A necessidade de o ser humano se sentir parte de um grupo é uma característica profundamente enraizada, como já apontava Henri Wallon. Essa busca por pertencimento, que começa com laços afetivos na infância e continua na vida adulta, se reflete diretamente em nossos hábitos diários.
O sentimento de pertencer a um grupo atende a uma necessidade psicológica fundamental, descrita por teorias como a “hierarquia de necessidades de Maslow”, em que o pertencimento e a conexão social aparecem logo após as necessidades básicas fisiológicas e de segurança.
Estar em um grupo proporciona apoio emocional, através de trocas de experiências que fortalecem a autoestima e reduzem a sensação de isolamento. A dinâmica em grupo cria um senso de responsabilidade mútua, incentivando a adesão a hábitos saudáveis, como a prática regular de exercícios. Por outro lado, o grupo também pode nos guiar para hábitos bem menos saudáveis, como aqueles que preferem socializar apenas com um copo na mão e um cigarro na boca.
De volta ao grupo com foco em bons hábitos, une-se a boa sensação de pertencimento que reduz o estresse e a ansiedade, e aumenta a liberação de hormônios como a ocitocina e a dopamina, que são secretados com a prática de atividades físicas, como a serotonina. Ou seja, é uma festa de liberação de hormônios do bem, que estão diretamente ligados a menor risco de depressão e maior longevidade.
A prática de atividades físicas é muito influenciada pelo senso de pertencimento, já que grupos proporcionam motivação, apoio e um ambiente onde as pessoas se sentem mais confortáveis para se engajar. Isso é especialmente evidente em contextos como as academias que foram criadas apenas para mulheres, mas se expande para toda e qualquer atividade. Vide os grupos de corrida e ciclismo que ganham adeptos a cada dia.
Treinar em grupo, seja em aulas coletivas ou com amigos, cria um ambiente de incentivo mútuo. A pressão positiva do grupo ajuda a manter a consistência, já que ninguém quer “ficar para trás”.
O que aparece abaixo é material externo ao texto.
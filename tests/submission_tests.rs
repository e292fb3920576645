// tests/submission_tests.rs

mod common;

use common::{pattern, spawn_app, style};
use serde_json::{Value, json};

#[tokio::test]
async fn pattern_submission_scores_and_updates_profile() {
    // Arrange
    let app = spawn_app().await;
    let (_, admin) = app.admin().await;
    let (_, token) = app.user().await;
    let (test_id, questions) = app
        .seed_test(
            &admin,
            "pattern",
            &[
                vec![pattern(2, 0, 0, 0), pattern(0, 0, 5, 0)],
                vec![pattern(0, 3, 0, 0), pattern(0, 0, 5, 0)],
                vec![pattern(0, 0, 0, 1), pattern(0, 0, 5, 0)],
            ],
        )
        .await;
    let answers: Vec<Value> = questions
        .iter()
        .map(|(q, c)| json!({ "question_id": q, "choice_id": c[0] }))
        .collect();

    // Act
    let response = app
        .post(
            "/api/tests/pattern/submissions",
            &token,
            &json!({ "test_id": test_id, "answers": answers }),
        )
        .await;

    // Assert
    assert_eq!(response.status().as_u16(), 201);
    let body: Value = response.json().await.unwrap();
    assert_eq!(body["success"], true);
    assert_eq!(body["data"]["dominant_label"], "fast");
    assert_eq!(
        body["data"]["dimension_totals"],
        json!({ "consistent": 2, "fast": 3, "reflective": 0, "balanced": 1 })
    );
    assert!(body["data"]["result_id"].as_i64().is_some());
    assert_eq!(app.store.row_counts().unwrap(), (1, 3));

    let me: Value = app.get("/api/profile/me", &token).await.json().await.unwrap();
    assert_eq!(me["data"]["learning_pattern"], "fast");
    assert_eq!(me["data"]["learning_style"], Value::Null);
    assert_eq!(me["data"]["profile"]["learning_pattern"]["label"], "fast");
    assert_eq!(me["data"]["profile"]["learning_pattern"]["percentages"]["fast"], 50);
    assert_eq!(me["data"]["pattern_results_count"], 1);
}

#[tokio::test]
async fn choice_from_another_question_is_rejected_without_writes() {
    let app = spawn_app().await;
    let (_, admin) = app.admin().await;
    let (_, token) = app.user().await;
    let (test_id, questions) = app
        .seed_test(
            &admin,
            "style",
            &[
                vec![style(1, 0, 0), style(0, 1, 0)],
                vec![style(0, 0, 1), style(1, 1, 0)],
            ],
        )
        .await;

    let response = app
        .post(
            "/api/tests/style/submissions",
            &token,
            &json!({
                "test_id": test_id,
                "answers": [
                    { "question_id": questions[0].0, "choice_id": questions[0].1[0] },
                    { "question_id": questions[1].0, "choice_id": questions[0].1[1] }
                ]
            }),
        )
        .await;

    assert_eq!(response.status().as_u16(), 400);
    let body: Value = response.json().await.unwrap();
    assert_eq!(body["success"], false);
    assert!(body["error"].as_str().unwrap().contains("does not belong"));
    assert_eq!(body["details"][0]["fault"], "invalid_choice");
    assert_eq!(body["details"][0]["question_id"], questions[1].0);

    assert_eq!(app.store.row_counts().unwrap(), (0, 0));
    let me: Value = app.get("/api/profile/me", &token).await.json().await.unwrap();
    assert_eq!(me["data"]["learning_style"], Value::Null);
}

#[tokio::test]
async fn question_from_another_test_is_rejected() {
    let app = spawn_app().await;
    let (_, admin) = app.admin().await;
    let (_, token) = app.user().await;
    let (test_a, _) = app.seed_test(&admin, "style", &[vec![style(1, 0, 0)]]).await;
    let (_, other) = app.seed_test(&admin, "style", &[vec![style(0, 1, 0)]]).await;

    let response = app
        .post(
            "/api/tests/style/submissions",
            &token,
            &json!({
                "test_id": test_a,
                "answers": [{ "question_id": other[0].0, "choice_id": other[0].1[0] }]
            }),
        )
        .await;

    assert_eq!(response.status().as_u16(), 400);
    let body: Value = response.json().await.unwrap();
    assert_eq!(body["details"][0]["fault"], "invalid_question");
    assert_eq!(app.store.row_counts().unwrap(), (0, 0));
}

#[tokio::test]
async fn empty_or_malformed_submissions_are_bad_requests() {
    let app = spawn_app().await;
    let (_, token) = app.user().await;

    let empty = app
        .post(
            "/api/tests/pattern/submissions",
            &token,
            &json!({ "test_id": 1, "answers": [] }),
        )
        .await;
    assert_eq!(empty.status().as_u16(), 400);

    let missing_answers = app
        .post("/api/tests/pattern/submissions", &token, &json!({ "test_id": 1 }))
        .await;
    assert_eq!(missing_answers.status().as_u16(), 400);

    let missing_test = app
        .post(
            "/api/tests/pattern/submissions",
            &token,
            &json!({ "answers": [{ "question_id": 1, "choice_id": 2 }] }),
        )
        .await;
    assert_eq!(missing_test.status().as_u16(), 400);

    let missing_choice = app
        .post(
            "/api/tests/pattern/submissions",
            &token,
            &json!({ "test_id": 1, "answers": [{ "question_id": 1 }] }),
        )
        .await;
    assert_eq!(missing_choice.status().as_u16(), 400);

    let unknown_family = app
        .post(
            "/api/tests/mood/submissions",
            &token,
            &json!({ "test_id": 1, "answers": [{ "question_id": 1, "choice_id": 2 }] }),
        )
        .await;
    assert_eq!(unknown_family.status().as_u16(), 400);

    assert_eq!(app.store.row_counts().unwrap(), (0, 0));
}

#[tokio::test]
async fn unknown_test_is_not_found() {
    let app = spawn_app().await;
    let (_, admin) = app.admin().await;
    let (_, token) = app.user().await;
    let (style_test, questions) = app.seed_test(&admin, "style", &[vec![style(1, 0, 0)]]).await;
    let answers = json!([{ "question_id": questions[0].0, "choice_id": questions[0].1[0] }]);

    let missing = app
        .post(
            "/api/tests/style/submissions",
            &token,
            &json!({ "test_id": 999_999, "answers": answers }),
        )
        .await;
    assert_eq!(missing.status().as_u16(), 404);

    // A style test submitted under the pattern family does not exist there.
    let wrong_family = app
        .post(
            "/api/tests/pattern/submissions",
            &token,
            &json!({ "test_id": style_test, "answers": answers }),
        )
        .await;
    assert_eq!(wrong_family.status().as_u16(), 404);

    for test_id in [0, -7] {
        let response = app
            .post(
                "/api/tests/style/submissions",
                &token,
                &json!({ "test_id": test_id, "answers": answers }),
            )
            .await;
        assert_eq!(response.status().as_u16(), 404);
    }
    assert_eq!(app.store.row_counts().unwrap(), (0, 0));
}

#[tokio::test]
async fn submission_requires_login() {
    let app = spawn_app().await;

    let response = app
        .client
        .post(app.url("/api/tests/style/submissions"))
        .json(&json!({ "test_id": 1, "answers": [{ "question_id": 1, "choice_id": 1 }] }))
        .send()
        .await
        .unwrap();

    assert_eq!(response.status().as_u16(), 401);
}

#[tokio::test]
async fn tied_totals_resolve_the_same_way_every_time() {
    let app = spawn_app().await;
    let (_, admin) = app.admin().await;
    let (_, token) = app.user().await;
    let (test_id, questions) = app
        .seed_test(
            &admin,
            "gaya",
            &[vec![style(5, 0, 0)], vec![style(0, 5, 2)]],
        )
        .await;
    let answers: Vec<Value> = questions
        .iter()
        .map(|(q, c)| json!({ "question_id": q, "choice_id": c[0] }))
        .collect();

    for _ in 0..3 {
        let body: Value = app
            .post(
                "/api/tests/gaya/submissions",
                &token,
                &json!({ "test_id": test_id, "answers": answers }),
            )
            .await
            .json()
            .await
            .unwrap();
        assert_eq!(body["data"]["dominant_label"], "visual");
        assert_eq!(
            body["data"]["dimension_totals"],
            json!({ "visual": 5, "auditori": 5, "kinestetik": 2 })
        );
    }
}

#[tokio::test]
async fn both_families_are_tracked_independently() {
    let app = spawn_app().await;
    let (_, admin) = app.admin().await;
    let (_, token) = app.user().await;
    let (pattern_test, pq) = app
        .seed_test(&admin, "pattern", &[vec![pattern(0, 0, 4, 1)]])
        .await;
    let (style_test, sq) = app.seed_test(&admin, "style", &[vec![style(0, 0, 3)]]).await;

    for (family, test_id, q) in [("pattern", pattern_test, &pq), ("style", style_test, &sq)] {
        let response = app
            .post(
                &format!("/api/tests/{}/submissions", family),
                &token,
                &json!({
                    "test_id": test_id,
                    "answers": [{ "question_id": q[0].0, "choice_id": q[0].1[0] }]
                }),
            )
            .await;
        assert_eq!(response.status().as_u16(), 201);
    }

    let first: Value = app.get("/api/profile/me", &token).await.json().await.unwrap();
    assert_eq!(first["data"]["learning_pattern"], "reflective");
    assert_eq!(first["data"]["learning_style"], "kinestetik");
    assert_eq!(first["data"]["profile"]["learning_style"]["percentages"]["kinestetik"], 100);
    assert_eq!(first["data"]["profile"]["learning_pattern"]["percentages"]["reflective"], 80);
    assert_eq!(first["data"]["style_results_count"], 1);

    // Reading again without a new submission gives the same body.
    let second: Value = app.get("/api/profile/me", &token).await.json().await.unwrap();
    assert_eq!(first, second);
}

#[tokio::test]
async fn latest_submission_of_a_family_wins() {
    let app = spawn_app().await;
    let (_, admin) = app.admin().await;
    let (_, token) = app.user().await;
    let (test_id, q) = app
        .seed_test(&admin, "style", &[vec![style(3, 0, 0), style(0, 0, 3)]])
        .await;

    for choice in [q[0].1[0], q[0].1[1]] {
        app.post(
            "/api/tests/style/submissions",
            &token,
            &json!({ "test_id": test_id, "answers": [{ "question_id": q[0].0, "choice_id": choice }] }),
        )
        .await;
    }

    let me: Value = app.get("/api/profile/me", &token).await.json().await.unwrap();
    assert_eq!(me["data"]["learning_style"], "kinestetik");
    assert_eq!(me["data"]["profile"]["learning_style"]["label"], "kinestetik");
    assert_eq!(me["data"]["style_results_count"], 2);
}

#[tokio::test]
async fn question_listing_hides_weights() {
    let app = spawn_app().await;
    let (_, admin) = app.admin().await;
    let (test_id, _) = app
        .seed_test(&admin, "pola", &[vec![pattern(1, 0, 0, 0), pattern(0, 1, 0, 0)]])
        .await;

    let tests: Value = app
        .client
        .get(app.url("/api/tests/pattern"))
        .send()
        .await
        .unwrap()
        .json()
        .await
        .unwrap();
    assert_eq!(tests["data"].as_array().unwrap().len(), 1);

    let questions: Value = app
        .client
        .get(app.url(&format!("/api/tests/pattern/{}/questions", test_id)))
        .send()
        .await
        .unwrap()
        .json()
        .await
        .unwrap();
    let choices = questions["data"][0]["choices"].as_array().unwrap();
    assert_eq!(choices.len(), 2);
    assert!(choices.iter().all(|c| c.get("weights").is_none()));

    let wrong_family = app
        .client
        .get(app.url(&format!("/api/tests/style/{}/questions", test_id)))
        .send()
        .await
        .unwrap();
    assert_eq!(wrong_family.status().as_u16(), 404);
}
Exercitar-se com pessoas que compartilham características ou objetivos semelhantes, reduz a auto critica negativa e o constrangimento, criando um espaço seguro para o desenvolvimento físico e emocional. A interação durante o exercício, como conversar durante uma caminhada ou celebrar conquistas em grupo, fortalece laços e torna a atividade mais prazerosa.
Estudos mostram que pessoas que treinam em grupos têm maior probabilidade de manter a consistência, com taxas de abandono até 26% menores em comparação com quem treina sozinho. A interação social durante o exercício reduz sintomas de ansiedade e depressão em até 20%, segundo pesquisas em psicologia do esporte. O apoio do grupo aumenta a confiança na capacidade de alcançar metas físicas, como perder peso ou ganhar força, o que é encorajado através de trocas de conquistas e desafios.
Por isso, seja qual for a sua tribo, seja qual for o seu esporte, o importante é que você se sinta confortável e inspirado no seu ambiente, no seu grupo. E quando achar que o grupo está indo por um caminho que talvez não seja o que você procura, é hora de trocar de galera!